桜の木の下には恋心が埋まっている(3)災難は忘れた頃にやってくる
 兄の記憶も戻り、『葬送』の禁書の件もとりあえず様子見という事で、これでやっといつもの調子が戻ってきた……はずなんだけど。

「……何でや工藤……」
「えっ!? ユイさん、服部に会った事あんのか?」
「無いけど……」

 隣で私と同じく後ろ手に両手の親指を結束バンドで縛られた新一が、ヒソヒソと私の呟きに反応を示した。せやかて工藤、今それどころじゃないと思うんだ。

「さすがは米花町、今日も殺意が高い高ーい」
「オイオイ、大丈夫かよユイさん……それよりさぁ、ユイさん滅茶苦茶強かったよな? この状況、何とかならねぇの?」
「無茶を言うなよ少年。私ひとりだったら簡単だけど、他の人質の皆さんもいるんだぞ。怪我したらたいへん」
「ホォー……武装したこの人数相手にひとりで充分か。流石だな」
「ちょっと黙ってて貰えます? あと何で日本に居るんですかね赤井秀一殿」
「フッ……聞きたいか?」
「あとでミヤに聞くので間に合ってます。とりあえずお黙りなさい赤井秀一氏」

 べいかデパートで立て籠りの人質なう。このデパート呪われてんじゃない? 月一で事件起きてるよね? そんな催し要らんわ。私は散歩がてら物産展を覗きに来ただけなのに。あと何で銀弾ズが居るんだ。この事件ダイソンめ……元に戻っても吸引力は変わらないってか。やかましいわ!!

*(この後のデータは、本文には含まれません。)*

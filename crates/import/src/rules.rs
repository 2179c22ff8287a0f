use serde::{Deserialize, Serialize};
use tally_core::Category;
use thiserror::Error;

/// Keywords that route a description to one category.
#[derive(Debug, Clone, PartialEq, Eq, Serialize, Deserialize)]
pub struct KeywordGroup {
    pub category: Category,
    pub keywords: Vec<String>,
}

impl KeywordGroup {
    pub fn new<I, S>(category: Category, keywords: I) -> Self
    where
        I: IntoIterator<Item = S>,
        S: Into<String>,
    {
        Self {
            category,
            keywords: keywords.into_iter().map(Into::into).collect(),
        }
    }
}

#[derive(Debug, Clone, Copy, PartialEq, Eq)]
pub struct KeywordMatch<'a> {
    pub category: Category,
    pub keyword: &'a str,
}

#[derive(Error, Debug)]
pub enum RulesError {
    #[error("Failed to parse keyword table: {0}")]
    Toml(#[from] toml::de::Error),
    #[error("Empty keyword in category '{0}'")]
    EmptyKeyword(Category),
}

/// Ordered category → keyword mapping.
///
/// Groups are tested in the order given; the first group with a keyword that
/// occurs in the description wins, regardless of later or longer matches.
#[derive(Debug, Clone, PartialEq, Eq)]
pub struct KeywordTable {
    groups: Vec<KeywordGroup>,
}

impl KeywordTable {
    pub fn new(groups: Vec<KeywordGroup>) -> Result<Self, RulesError> {
        let groups = groups
            .into_iter()
            .map(|group| {
                let keywords = group
                    .keywords
                    .iter()
                    .map(|k| {
                        let k = k.trim().to_lowercase();
                        if k.is_empty() {
                            Err(RulesError::EmptyKeyword(group.category))
                        } else {
                            Ok(k)
                        }
                    })
                    .collect::<Result<Vec<_>, _>>()?;
                Ok(KeywordGroup {
                    category: group.category,
                    keywords,
                })
            })
            .collect::<Result<Vec<_>, RulesError>>()?;
        Ok(Self { groups })
    }

    /// Parses a table written as `[[keywords]]` entries.
    pub fn from_toml(toml_content: &str) -> Result<Self, RulesError> {
        #[derive(Deserialize)]
        struct KeywordFile {
            keywords: Vec<KeywordGroup>,
        }

        let file: KeywordFile = toml::from_str(toml_content)?;
        Self::new(file.keywords)
    }

    pub fn groups(&self) -> &[KeywordGroup] {
        &self.groups
    }

    pub fn is_empty(&self) -> bool {
        self.groups.iter().all(|g| g.keywords.is_empty())
    }

    pub fn match_description(&self, description: &str) -> Option<KeywordMatch<'_>> {
        let text = description.to_lowercase();
        self.groups.iter().find_map(|group| {
            group
                .keywords
                .iter()
                .find(|k| text.contains(k.as_str()))
                .map(|k| KeywordMatch {
                    category: group.category,
                    keyword: k.as_str(),
                })
        })
    }
}

impl Default for KeywordTable {
    fn default() -> Self {
        Self {
            groups: default_groups(),
        }
    }
}

pub fn default_groups() -> Vec<KeywordGroup> {
    vec![
        KeywordGroup::new(
            Category::Food,
            [
                "starbucks",
                "waitrose",
                "cupp",
                "sainsburys",
                "morrison",
                "tesco",
                "iceland",
                "cafe",
                "coffee",
                "lidl",
            ],
        ),
        KeywordGroup::new(Category::Transport, ["first", "uber"]),
        KeywordGroup::new(Category::Home, ["circuit", "ikea"]),
        KeywordGroup::new(Category::Other, ["three"]),
    ]
}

「うへぇ……月夜たちが来てくれたら秒で解決するのに。何で今日に限ってみんな島に行ってるんだよもぉー……遺憾の意」
「何かユイさんキャラ違うくねぇか?」
「残念だったな、素の私はこんなんだ。あと今ものすごく眠い」

 はぁ……とため息を吐くと、「知りたくなかった……」と新一がボヤいた。

「それに一般人の私なんかより専門職が居るでしょ、あなたの事ですよ赤井秀一君」
「何故先程から俺の名前の敬称が統一されてないんだ?」
「ちっちぇえ事ぁ気にすんな。あーやっぱりダメだ眠い。オフトゥンが私を呼んでいる。活動限界です」

 世間の荒波に揉まれた私はもう赤井秀一に対して遠慮しないことにした。もう原作も終わったしな! とメタな事を考えつつ、今自分が置かれている状況を整理する。立て籠りの犯人は見えるところでも十人ほど。防火シャッターを下ろしたこの三階部分に居る人質は老若男女が約三十人。小さい子供が居なかったのが不幸中の幸いだったな、こわくて泣いちゃったりすると犯人の刺激になる。携帯端末は取り上げられてしまったけどまぁいいや。犯人の獲物は短機関銃系と拳銃。さっきも言ったけど私ひとりだったら制圧は容易い。

「新一くん、電話してる犯人の言ってる事わかる? 私英語さっぱりなんだよね」
「んーと、この前逮捕された仲間たちの解放の要求してるみてぇだな。組織の構成員がどうとか言ってる」
「あー……待って? それすごく心当たりがあるな、まだ残党居たのか。次から次へと沸いてきて……Gのお仲間かな?」

 記憶の足りない兄とちぐはぐなヘンゼルとグレーテルした残党狩りを思い出す。あれは大変だった。主に、兄がホシにやたらと攻撃的だった事が。久々にリアル血の海見たんだよなぁ。まぁ、今それは置いておこうか。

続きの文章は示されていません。